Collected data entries
________________________________________
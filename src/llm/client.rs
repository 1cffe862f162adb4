use std::pin::Pin;

use async_openai::config::OpenAIConfig;
use async_openai::types::{
    ChatCompletionRequestAssistantMessageArgs, ChatCompletionRequestMessage,
    ChatCompletionRequestSystemMessageArgs, ChatCompletionRequestUserMessageArgs,
    ChatCompletionRequestUserMessageContent, ChatCompletionRequestMessageContentPartImageArgs,
    ChatCompletionRequestMessageContentPartTextArgs, CreateChatCompletionRequestArgs, ImageDetail, ImageUrlArgs,
};
use async_openai::Client;
use async_trait::async_trait;
use base64::Engine;
use futures::{Stream, StreamExt};

use crate::error::{OrchestratorError, OrchestratorResult};
use crate::message::LlmMessage;
use crate::task::MediaRef;

pub type CompletionStream = Pin<Box<dyn Stream<Item = String> + Send>>;

/// A completed non-streamed call plus whatever usage the provider reported.
#[derive(Debug, Clone)]
pub struct Completion {
    pub text: String,
    pub prompt_tokens: u32,
    pub completion_tokens: u32,
}

/// The LLM client contract (§6.2). `vision` reports whether the backing
/// model accepts image parts, so callers can decide whether to strip
/// media with `LlmMessage::strip_vision` before sending.
#[async_trait]
pub trait LlmClient: Send + Sync {
    fn vision(&self) -> bool;
    async fn complete(&self, messages: &[LlmMessage]) -> OrchestratorResult<Completion>;
    async fn complete_stream(&self, messages: &[LlmMessage]) -> OrchestratorResult<CompletionStream>;
}

/// `async-openai`-backed adapter generalized beyond the teacher's
/// DashScope-only `clients/llm.rs` to any OpenAI-compatible base URL
/// (DashScope, OpenAI itself, a local vLLM/Ollama gateway, ...).
pub struct OpenAiCompatibleClient {
    client: Client<OpenAIConfig>,
    model: String,
    vision: bool,
}

impl OpenAiCompatibleClient {
    pub fn new(api_key: impl Into<String>, base_url: impl Into<String>, model: impl Into<String>, vision: bool) -> Self {
        let config = OpenAIConfig::new().with_api_key(api_key.into()).with_api_base(base_url.into());
        Self { client: Client::with_config(config), model: model.into(), vision }
    }

    /// Reads `DASHSCOPE_API_KEY` first (matching the teacher's preference
    /// order), falling back to `OPENAI_API_KEY`/`OPENAI_BASE_URL`.
    pub fn from_env(vision: bool) -> OrchestratorResult<Self> {
        if let Ok(api_key) = std::env::var("DASHSCOPE_API_KEY") {
            let base_url = std::env::var("DASHSCOPE_BASE_URL")
                .unwrap_or_else(|_| "https://dashscope.aliyuncs.com/compatible-mode/v1".to_string());
            let model = std::env::var("DASHSCOPE_MODEL").unwrap_or_else(|_| "qwen-vl-max".to_string());
            return Ok(Self::new(api_key, base_url, model, vision));
        }
        let api_key = std::env::var("OPENAI_API_KEY")
            .map_err(|_| OrchestratorError::ResourceFailure { detail: "neither DASHSCOPE_API_KEY nor OPENAI_API_KEY is set".into() })?;
        let base_url = std::env::var("OPENAI_BASE_URL").unwrap_or_else(|_| "https://api.openai.com/v1".to_string());
        let model = std::env::var("OPENAI_MODEL").unwrap_or_else(|_| "gpt-4o".to_string());
        Ok(Self::new(api_key, base_url, model, vision))
    }

    fn to_api_messages(&self, messages: &[LlmMessage]) -> OrchestratorResult<Vec<ChatCompletionRequestMessage>> {
        let mut out = Vec::with_capacity(messages.len());
        for message in messages {
            let built = match message {
                LlmMessage::System { content } => ChatCompletionRequestMessage::System(
                    ChatCompletionRequestSystemMessageArgs::default().content(content.clone()).build().map_err(api_err)?,
                ),
                LlmMessage::Assistant { content } => ChatCompletionRequestMessage::Assistant(
                    ChatCompletionRequestAssistantMessageArgs::default().content(content.clone()).build().map_err(api_err)?,
                ),
                LlmMessage::User { content, media } => {
                    if media.is_empty() || !self.vision {
                        ChatCompletionRequestMessage::User(
                            ChatCompletionRequestUserMessageArgs::default().content(content.clone()).build().map_err(api_err)?,
                        )
                    } else {
                        let mut parts = vec![ChatCompletionRequestMessageContentPartTextArgs::default()
                            .text(content.clone())
                            .build()
                            .map_err(api_err)?
                            .into()];
                        for item in media {
                            let MediaRef::Image { bytes, mime } = item;
                            let encoded = base64::engine::general_purpose::STANDARD.encode(bytes);
                            let data_url = format!("data:{mime};base64,{encoded}");
                            parts.push(
                                ChatCompletionRequestMessageContentPartImageArgs::default()
                                    .image_url(ImageUrlArgs::default().url(data_url).detail(ImageDetail::Auto).build().map_err(api_err)?)
                                    .build()
                                    .map_err(api_err)?
                                    .into(),
                            );
                        }
                        ChatCompletionRequestMessage::User(async_openai::types::ChatCompletionRequestUserMessage {
                            content: ChatCompletionRequestUserMessageContent::Array(parts),
                            name: None,
                        })
                    }
                }
            };
            out.push(built);
        }
        Ok(out)
    }
}

fn api_err(err: impl std::fmt::Display) -> OrchestratorError {
    OrchestratorError::ResourceFailure { detail: err.to_string() }
}

#[async_trait]
impl LlmClient for OpenAiCompatibleClient {
    fn vision(&self) -> bool {
        self.vision
    }

    async fn complete(&self, messages: &[LlmMessage]) -> OrchestratorResult<Completion> {
        let request = CreateChatCompletionRequestArgs::default()
            .model(self.model.clone())
            .messages(self.to_api_messages(messages)?)
            .temperature(0.2f32)
            .build()
            .map_err(api_err)?;

        let response = self.client.chat().create(request).await.map_err(api_err)?;
        let choice = response.choices.into_iter().next().ok_or_else(|| OrchestratorError::ResourceFailure {
            detail: "LLM returned no choices".into(),
        })?;
        let text = choice.message.content.ok_or_else(|| OrchestratorError::ResourceFailure {
            detail: "LLM response had no text content".into(),
        })?;
        let (prompt_tokens, completion_tokens) =
            response.usage.map(|u| (u.prompt_tokens, u.completion_tokens)).unwrap_or((0, 0));
        Ok(Completion { text, prompt_tokens, completion_tokens })
    }

    async fn complete_stream(&self, messages: &[LlmMessage]) -> OrchestratorResult<CompletionStream> {
        let request = CreateChatCompletionRequestArgs::default()
            .model(self.model.clone())
            .messages(self.to_api_messages(messages)?)
            .temperature(0.2f32)
            .build()
            .map_err(api_err)?;

        let stream = self.client.chat().create_stream(request).await.map_err(api_err)?;
        let mapped = stream.filter_map(|chunk| async move {
            let chunk = chunk.ok()?;
            let delta = chunk.choices.first()?.delta.content.clone()?;
            if delta.is_empty() {
                None
            } else {
                Some(delta)
            }
        });
        Ok(Box::pin(mapped))
    }
}
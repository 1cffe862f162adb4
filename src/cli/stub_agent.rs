use std::sync::Arc;

use async_trait::async_trait;
use futures::stream;
use tokio_util::sync::CancellationToken;

use crate::agent::{Agent, AgentEvent, AgentResponse, AgentStream};
use crate::llm::client::LlmClient;
use crate::message::{ChatMessage, LlmMessage, RequestUsage};

/// Stands in for one of the concrete specialized agents (web surfer,
/// coder, file surfer, document generator) that the orchestrator treats
/// as black-box participants (§1, §6.1). It answers every instruction
/// directly from the LLM, with no browsing, execution, or filesystem
/// access behind it — enough for the CLI to drive a real plan/ledger/
/// dispatch loop without wiring up those out-of-scope collaborators.
pub struct StubAgent {
    name: String,
    description: String,
    client: Arc<dyn LlmClient>,
}

impl StubAgent {
    pub fn new(name: impl Into<String>, description: impl Into<String>, client: Arc<dyn LlmClient>) -> Self {
        Self { name: name.into(), description: description.into(), client }
    }
}

#[async_trait]
impl Agent for StubAgent {
    fn name(&self) -> &str {
        &self.name
    }

    fn description(&self) -> &str {
        &self.description
    }

    fn produced_message_types(&self) -> &[&'static str] {
        &["text"]
    }

    async fn stream(&self, messages: &[ChatMessage], _cancel: CancellationToken) -> anyhow::Result<AgentStream> {
        let mut history = vec![LlmMessage::system(format!(
            "You are standing in for {}, a {}. Respond as if you had actually carried out the instruction, \
             describing concrete (if invented) results rather than refusing.",
            self.name, self.description
        ))];
        history.extend(messages.iter().map(|m| LlmMessage::user(m.to_text())));

        let completion = self.client.complete(&history).await?;
        let response = AgentResponse {
            message: ChatMessage::text(0, self.name.clone(), completion.text),
            usage: Some(RequestUsage { prompt_tokens: completion.prompt_tokens, completion_tokens: completion.completion_tokens }),
        };
        Ok(Box::pin(stream::once(async move { AgentEvent::Final(response) })))
    }
}
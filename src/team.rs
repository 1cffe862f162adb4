use std::collections::HashMap;
use std::sync::Arc;
use std::time::Duration;

use futures::StreamExt;
use serde::{Deserialize, Serialize};
use thiserror::Error;
use tokio_util::sync::CancellationToken;
use tracing::{debug, warn};

use crate::agent::{Agent, AgentEvent};
use crate::bus::{BusPayload, MessageBus};
use crate::error::OrchestratorError;
use crate::message::{ChatMessage, ChatMessageKind};

pub const USER_PROXY: &str = "user_proxy";
pub const NO_ACTION_AGENT: &str = "no_action_agent";

#[derive(Debug, Clone, Serialize, Deserialize)]
pub struct AgentDescriptor {
    pub name: String,
    pub description: String,
}

impl AgentDescriptor {
    pub fn new(name: impl Into<String>, description: impl Into<String>) -> Self {
        Self { name: name.into(), description: description.into() }
    }
}

#[derive(Debug, Error)]
pub enum TeamError {
    #[error("team has no agents")]
    Empty,
    #[error("duplicate agent name '{0}'")]
    DuplicateName(String),
}

/// The ordered, name-unique roster of agents available to a plan (§3
/// "Team"). Construction fails on an empty team or duplicate names.
#[derive(Debug, Clone, Serialize, Deserialize)]
pub struct Team {
    descriptors: Vec<AgentDescriptor>,
}

impl Team {
    pub fn new(descriptors: Vec<AgentDescriptor>) -> Result<Self, TeamError> {
        if descriptors.is_empty() {
            return Err(TeamError::Empty);
        }
        let mut seen = std::collections::HashSet::new();
        for descriptor in &descriptors {
            if !seen.insert(descriptor.name.clone()) {
                return Err(TeamError::DuplicateName(descriptor.name.clone()));
            }
        }
        Ok(Self { descriptors })
    }

    pub fn has_agent(&self, name: &str) -> bool {
        name == NO_ACTION_AGENT || self.descriptors.iter().any(|d| d.name == name)
    }

    pub fn has_user_proxy(&self) -> bool {
        self.has_agent(USER_PROXY)
    }

    pub fn names(&self) -> impl Iterator<Item = &str> {
        self.descriptors.iter().map(|d| d.name.as_str())
    }

    /// Names eligible for ledger/plan dispatch this turn: the roster minus
    /// `user_proxy` when running autonomously, plus the synthetic
    /// `no_action_agent` so the ledger can legitimately say "do nothing"
    /// without inventing a real participant (mirrors the teacher's
    /// `set_internal_variables`).
    pub fn dispatch_eligible_names(&self, autonomous_execution: bool) -> Vec<String> {
        let mut names: Vec<String> = self
            .descriptors
            .iter()
            .filter(|d| !(autonomous_execution && d.name == USER_PROXY))
            .map(|d| d.name.clone())
            .collect();
        names.push(NO_ACTION_AGENT.to_string());
        names
    }

    /// Pretty-printed team description injected into prompts (§4.1).
    pub fn describe(&self, autonomous_execution: bool) -> String {
        let mut lines: Vec<String> = self
            .descriptors
            .iter()
            .filter(|d| !(autonomous_execution && d.name == USER_PROXY))
            .map(|d| format!("{} - {}", d.name, d.description.trim()))
            .collect();
        lines.push(format!(
            "{NO_ACTION_AGENT} - If for this step no action is needed, use this agent to perform no action"
        ));
        lines.join("\n")
    }
}

/// Maps agent name to a live handle and forwards dispatched instructions
/// (§4.6). Holds no orchestrator state of its own.
#[derive(Clone)]
pub struct TeamRegistry {
    agents: HashMap<String, Arc<dyn Agent>>,
}

impl TeamRegistry {
    pub fn new(agents: Vec<Arc<dyn Agent>>) -> Self {
        Self { agents: agents.into_iter().map(|a| (a.name().to_string(), a)).collect() }
    }

    /// Sends `instruction` to `agent_name` with `history` as the read-only
    /// conversation slice, forwarding streamed events to `bus` unchanged
    /// and returning the terminal response. Enforces `timeout` per §4.6;
    /// a timeout is reported as an `AgentFailure`.
    pub async fn dispatch(
        &self,
        agent_name: &str,
        history: &[ChatMessage],
        instruction: ChatMessage,
        bus: &MessageBus,
        cancel: CancellationToken,
        timeout: Duration,
    ) -> Result<ChatMessage, OrchestratorError> {
        if agent_name == NO_ACTION_AGENT {
            return Ok(ChatMessage::text(0, NO_ACTION_AGENT, "no action taken this step")
                .with_kind(ChatMessageKind::AgentResponse));
        }

        let agent = self.agents.get(agent_name).ok_or_else(|| OrchestratorError::UnknownAgent {
            agent_name: agent_name.to_string(),
        })?;

        let mut turn = history.to_vec();
        turn.push(instruction);

        let run = async {
            let mut stream = agent
                .stream(&turn, cancel.clone())
                .await
                .map_err(|e| OrchestratorError::AgentFailure { agent: agent_name.to_string(), detail: e.to_string() })?;

            while let Some(event) = stream.next().await {
                match event {
                    AgentEvent::Chunk(text) => {
                        bus.publish(BusPayload::AgentChunk { agent_name: agent_name.to_string(), text });
                    }
                    AgentEvent::Progress(text) => {
                        debug!(agent = agent_name, %text, "agent progress event");
                    }
                    AgentEvent::Final(response) => return Ok(response.message),
                }
            }
            Err(OrchestratorError::AgentFailure {
                agent: agent_name.to_string(),
                detail: "stream ended without a final response".into(),
            })
        };

        let outcome = tokio::select! {
            biased;
            _ = cancel.cancelled() => Err(OrchestratorError::Cancelled),
            result = tokio::time::timeout(timeout, run) => match result {
                Ok(inner) => inner,
                Err(_) => {
                    warn!(agent = agent_name, ?timeout, "agent dispatch timed out");
                    Err(OrchestratorError::AgentFailure { agent: agent_name.to_string(), detail: "timed out".into() })
                }
            },
        };

        outcome
    }
}
use async_trait::async_trait;

use crate::error::OrchestratorResult;
use crate::plan::Plan;

/// Supplies prior plans for a task under `retrieve_relevant_plans ∈
/// {reuse, hint}` (§6.4). `"reuse"` adopts a returned plan outright when
/// confidence is high enough to skip the planning LLM call entirely;
/// `"hint"` folds the suggestions into the planning prompt instead. Both
/// policies are implemented by the caller in `orchestrator/state.rs`; this
/// trait only supplies candidates.
#[async_trait]
pub trait MemoryProvider: Send + Sync {
    async fn suggest_plans(&self, task: &str) -> OrchestratorResult<Vec<Plan>>;
}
________________________________________
▶ [Problem details]
Lines from the records above that hold "surfer" are the ones to list.

▶ [Solved exercise]
/// Stands in for one of the concrete specialized agents (web surfer,
/// coder, file surfer, document generator) that the orchestrator treats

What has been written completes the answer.